── INPUT MATERIAL ──

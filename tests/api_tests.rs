//--------------------------------------------------------------------------------------------------
// TEST MODULE OVERVIEW
//--------------------------------------------------------------------------------------------------
// Integration tests for the order-event reconciliation HTTP surface
// (spec.md §6/§8): webhook ingest outcomes, the read-only order listing, and
// the SSE replay-then-live delivery round trip, driven end to end against
// the in-memory storage backend via `tower::ServiceExt::oneshot`.
//--------------------------------------------------------------------------------------------------

use std::net::SocketAddr;
use std::sync::Arc;
use std::time::Duration;

use axum::body::{to_bytes, Body};
use axum::http::{Request, StatusCode};
use axum::Router;
use chrono::{DateTime, Duration as ChronoDuration, Utc};
use serde_json::{json, Value};
use tower::ServiceExt;

use order_event_service::domain::services::broadcaster::{Broadcaster, ReplayProducer};
use order_event_service::domain::services::ingest::IngestService;
use order_event_service::domain::services::storage::{InMemoryStorage, Storage};
use order_event_service::{Api, AppState};

fn test_router(finalization_timer: Duration) -> Router {
    let storage: Arc<dyn Storage> = Arc::new(InMemoryStorage::new());
    let broadcaster = Broadcaster::new();
    let replay_producer = ReplayProducer::new(storage.clone(), broadcaster.clone());
    broadcaster.set_listener(replay_producer);

    let ingest = Arc::new(IngestService::new(
        storage.clone(),
        broadcaster.clone(),
        finalization_timer,
    ));

    let state = Arc::new(AppState {
        ingest,
        broadcaster,
        storage,
        subscriber_idle_timeout: Duration::from_secs(60),
    });

    let api = Api::new(SocketAddr::from(([127, 0, 0, 1], 0)), state);
    api.routes()
}

fn webhook_body(order_id: &str, event_id: &str, status: &str, ts: DateTime<Utc>) -> Value {
    json!({
        "event_id": event_id,
        "order_id": order_id,
        "user_id": "user-1",
        "order_status": status,
        "updated_at": ts.to_rfc3339(),
        "created_at": ts.to_rfc3339(),
    })
}

async fn post_webhook(app: &Router, body: Value) -> StatusCode {
    let response = app
        .clone()
        .oneshot(
            Request::post("/webhooks/payments/orders")
                .header("Content-Type", "application/json")
                .body(Body::from(body.to_string()))
                .unwrap(),
        )
        .await
        .unwrap();
    response.status()
}

/// Parses an SSE response body (`data: <json>\n\n` per event) into the list
/// of decoded JSON payloads, in delivery order.
fn parse_sse_events(body: &str) -> Vec<Value> {
    body.split("\n\n")
        .filter_map(|chunk| chunk.strip_prefix("data: "))
        .filter(|payload| !payload.is_empty())
        .map(|payload| serde_json::from_str(payload).unwrap())
        .collect()
}

#[tokio::test]
async fn webhook_ingest_accepts_a_well_formed_event() {
    let app = test_router(Duration::from_secs(30));
    let now = Utc::now();
    let status = post_webhook(
        &app,
        webhook_body("order-1", "e0", "cool_order_created", now),
    )
    .await;
    assert_eq!(status, StatusCode::OK);
}

#[tokio::test]
async fn webhook_ingest_rejects_blank_required_fields() {
    let app = test_router(Duration::from_secs(30));
    let body = json!({
        "event_id": "",
        "order_id": "order-1",
        "user_id": "user-1",
        "order_status": "cool_order_created",
        "updated_at": Utc::now().to_rfc3339(),
        "created_at": Utc::now().to_rfc3339(),
    });
    let status = post_webhook(&app, body).await;
    assert_eq!(status, StatusCode::BAD_REQUEST);
}

// S5 — duplicate webhook: the second call with the same event_id returns 409.
#[tokio::test]
async fn duplicate_event_id_returns_conflict() {
    let app = test_router(Duration::from_secs(30));
    let now = Utc::now();
    let body = webhook_body("order-1", "e0", "cool_order_created", now);

    assert_eq!(post_webhook(&app, body.clone()).await, StatusCode::OK);
    assert_eq!(post_webhook(&app, body).await, StatusCode::CONFLICT);
}

// S6 — terminal lockout: a fresh event for an already-finalized order is rejected.
#[tokio::test]
async fn ingest_after_terminal_event_returns_gone() {
    let app = test_router(Duration::from_secs(30));
    let base = Utc::now();

    assert_eq!(
        post_webhook(
            &app,
            webhook_body("order-1", "e0", "cool_order_created", base)
        )
        .await,
        StatusCode::OK
    );
    assert_eq!(
        post_webhook(
            &app,
            webhook_body(
                "order-1",
                "e1",
                "changed_my_mind",
                base + ChronoDuration::seconds(1)
            )
        )
        .await,
        StatusCode::OK
    );
    assert_eq!(
        post_webhook(
            &app,
            webhook_body(
                "order-1",
                "e2",
                "failed",
                base + ChronoDuration::seconds(2)
            )
        )
        .await,
        StatusCode::GONE
    );
}

#[tokio::test]
async fn list_orders_reflects_the_latest_in_order_snapshot() {
    let app = test_router(Duration::from_secs(30));
    let base = Utc::now();

    post_webhook(
        &app,
        webhook_body("order-1", "e0", "cool_order_created", base),
    )
    .await;
    post_webhook(
        &app,
        webhook_body(
            "order-1",
            "e1",
            "sbu_verification_pending",
            base + ChronoDuration::seconds(1),
        ),
    )
    .await;

    let response = app
        .clone()
        .oneshot(Request::get("/orders").body(Body::empty()).unwrap())
        .await
        .unwrap();
    assert_eq!(response.status(), StatusCode::OK);

    let body = to_bytes(response.into_body(), 1024 * 1024).await.unwrap();
    let orders: Vec<Value> = serde_json::from_slice(&body).unwrap();
    assert_eq!(orders.len(), 1);
    assert_eq!(orders[0]["order_id"], "order-1");
    assert_eq!(orders[0]["order_status"], "sbu_verification_pending");
    assert_eq!(orders[0]["is_final"], false);
}

// S4 — refund path: a subscriber connected before any ingest observes the
// full five-event sequence in order over SSE, and the stream closes on the
// final `give_my_money_back` event without needing the 30s timer to fire.
#[tokio::test]
async fn sse_stream_delivers_refund_sequence_in_order_then_closes() {
    let app = test_router(Duration::from_secs(30));
    let base = Utc::now();

    let stream_response = app
        .clone()
        .oneshot(
            Request::get("/orders/order-1/events")
                .body(Body::empty())
                .unwrap(),
        )
        .await
        .unwrap();
    assert_eq!(stream_response.status(), StatusCode::OK);

    let sequence = [
        ("e0", "cool_order_created"),
        ("e1", "sbu_verification_pending"),
        ("e2", "confirmed_by_mayor"),
        ("e3", "chinazes"),
        ("e4", "give_my_money_back"),
    ];
    for (i, (event_id, status)) in sequence.iter().enumerate() {
        let ts = base + ChronoDuration::seconds(i as i64);
        let result = post_webhook(&app, webhook_body("order-1", event_id, status, ts)).await;
        assert_eq!(result, StatusCode::OK);
    }

    let body_bytes = to_bytes(stream_response.into_body(), 1024 * 1024)
        .await
        .unwrap();
    let body = String::from_utf8(body_bytes.to_vec()).unwrap();
    let events = parse_sse_events(&body);

    let observed_ids: Vec<&str> = events
        .iter()
        .map(|e| e["event_id"].as_str().unwrap())
        .collect();
    assert_eq!(observed_ids, vec!["e0", "e1", "e2", "e3", "e4"]);
    assert_eq!(events.last().unwrap()["is_final"], true);
}

// S1 — delayed finalization: a `chinazes` admission with no competing
// refund becomes final once the (shortened) timer fires, and a subscriber
// connected before ingest observes the closing, now-final event.
#[tokio::test]
async fn sse_stream_observes_delayed_finalization_after_the_timer_fires() {
    let app = test_router(Duration::from_millis(50));
    let base = Utc::now();

    let stream_response = app
        .clone()
        .oneshot(
            Request::get("/orders/order-1/events")
                .body(Body::empty())
                .unwrap(),
        )
        .await
        .unwrap();

    let sequence = [
        ("e0", "cool_order_created"),
        ("e1", "sbu_verification_pending"),
        ("e2", "confirmed_by_mayor"),
        ("e3", "chinazes"),
    ];
    for (i, (event_id, status)) in sequence.iter().enumerate() {
        let ts = base + ChronoDuration::seconds(i as i64);
        assert_eq!(
            post_webhook(&app, webhook_body("order-1", event_id, status, ts)).await,
            StatusCode::OK
        );
    }

    let body_bytes = tokio::time::timeout(
        Duration::from_secs(2),
        to_bytes(stream_response.into_body(), 1024 * 1024),
    )
    .await
    .expect("finalization timer should close the stream")
    .unwrap();
    let body = String::from_utf8(body_bytes.to_vec()).unwrap();
    let events = parse_sse_events(&body);

    let observed_ids: Vec<&str> = events
        .iter()
        .map(|e| e["event_id"].as_str().unwrap())
        .collect();
    // e3 arrives twice: once admitted (not yet final), once again when the
    // timer fires and marks it final.
    assert_eq!(observed_ids, vec!["e0", "e1", "e2", "e3", "e3"]);
    assert_eq!(events.last().unwrap()["is_final"], true);
}

// S3 — subscriber joins mid-stream: a subscriber connecting after ingest has
// already admitted every event observes the full in-order history via
// replay, then the timer-driven re-emission of the `chinazes` event with
// `is_final=true`, then the stream closes.
#[tokio::test]
async fn sse_stream_replays_history_then_observes_delayed_finalization() {
    let app = test_router(Duration::from_millis(100));
    let base = Utc::now();

    let sequence = [
        ("e0", "cool_order_created"),
        ("e1", "sbu_verification_pending"),
        ("e2", "confirmed_by_mayor"),
        ("e3", "chinazes"),
    ];
    for (i, (event_id, status)) in sequence.iter().enumerate() {
        let ts = base + ChronoDuration::seconds(i as i64);
        assert_eq!(
            post_webhook(&app, webhook_body("order-1", event_id, status, ts)).await,
            StatusCode::OK
        );
    }

    // Subscriber connects only after every event above has already been
    // admitted; its view of e0..e3 comes entirely from replay, not live emit.
    let stream_response = app
        .clone()
        .oneshot(
            Request::get("/orders/order-1/events")
                .body(Body::empty())
                .unwrap(),
        )
        .await
        .unwrap();

    let body_bytes = tokio::time::timeout(
        Duration::from_secs(2),
        to_bytes(stream_response.into_body(), 1024 * 1024),
    )
    .await
    .expect("finalization timer should close the stream")
    .unwrap();
    let body = String::from_utf8(body_bytes.to_vec()).unwrap();
    let events = parse_sse_events(&body);

    let observed_ids: Vec<&str> = events
        .iter()
        .map(|e| e["event_id"].as_str().unwrap())
        .collect();
    assert_eq!(observed_ids, vec!["e0", "e1", "e2", "e3", "e3"]);
    assert_eq!(events.last().unwrap()["is_final"], true);
}

// S2 — out-of-order ingest: events admitted only as the prefix becomes
// assemblable, delivered to the subscriber in canonical order regardless of
// arrival order.
#[tokio::test]
async fn sse_stream_reorders_out_of_order_ingest() {
    let app = test_router(Duration::from_secs(30));
    let base = Utc::now();

    let stream_response = app
        .clone()
        .oneshot(
            Request::get("/orders/order-1/events")
                .body(Body::empty())
                .unwrap(),
        )
        .await
        .unwrap();

    let e0 = webhook_body("order-1", "e0", "cool_order_created", base);
    let e1 = webhook_body(
        "order-1",
        "e1",
        "sbu_verification_pending",
        base + ChronoDuration::seconds(1),
    );
    let e2 = webhook_body(
        "order-1",
        "e2",
        "confirmed_by_mayor",
        base + ChronoDuration::seconds(2),
    );
    // changed_my_mind (rather than chinazes) so the stream closes on e3
    // without needing the finalization timer to fire.
    let e3 = webhook_body(
        "order-1",
        "e3",
        "changed_my_mind",
        base + ChronoDuration::seconds(3),
    );

    // Arrival order: e2, e0, e1, e3.
    assert_eq!(post_webhook(&app, e2).await, StatusCode::OK);
    assert_eq!(post_webhook(&app, e0).await, StatusCode::OK);
    assert_eq!(post_webhook(&app, e1).await, StatusCode::OK);
    assert_eq!(post_webhook(&app, e3).await, StatusCode::OK);

    let body_bytes = to_bytes(stream_response.into_body(), 1024 * 1024)
        .await
        .unwrap();
    let body = String::from_utf8(body_bytes.to_vec()).unwrap();
    let events = parse_sse_events(&body);

    let observed_ids: Vec<&str> = events
        .iter()
        .map(|e| e["event_id"].as_str().unwrap())
        .collect();
    assert_eq!(observed_ids, vec!["e0", "e1", "e2", "e3"]);
}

───

_TASK DESCRIPTION_
Please count up the lines in the listing above holding the string "data", and say the number with nothing else.

_SOLUTION TO THIS TASK_
2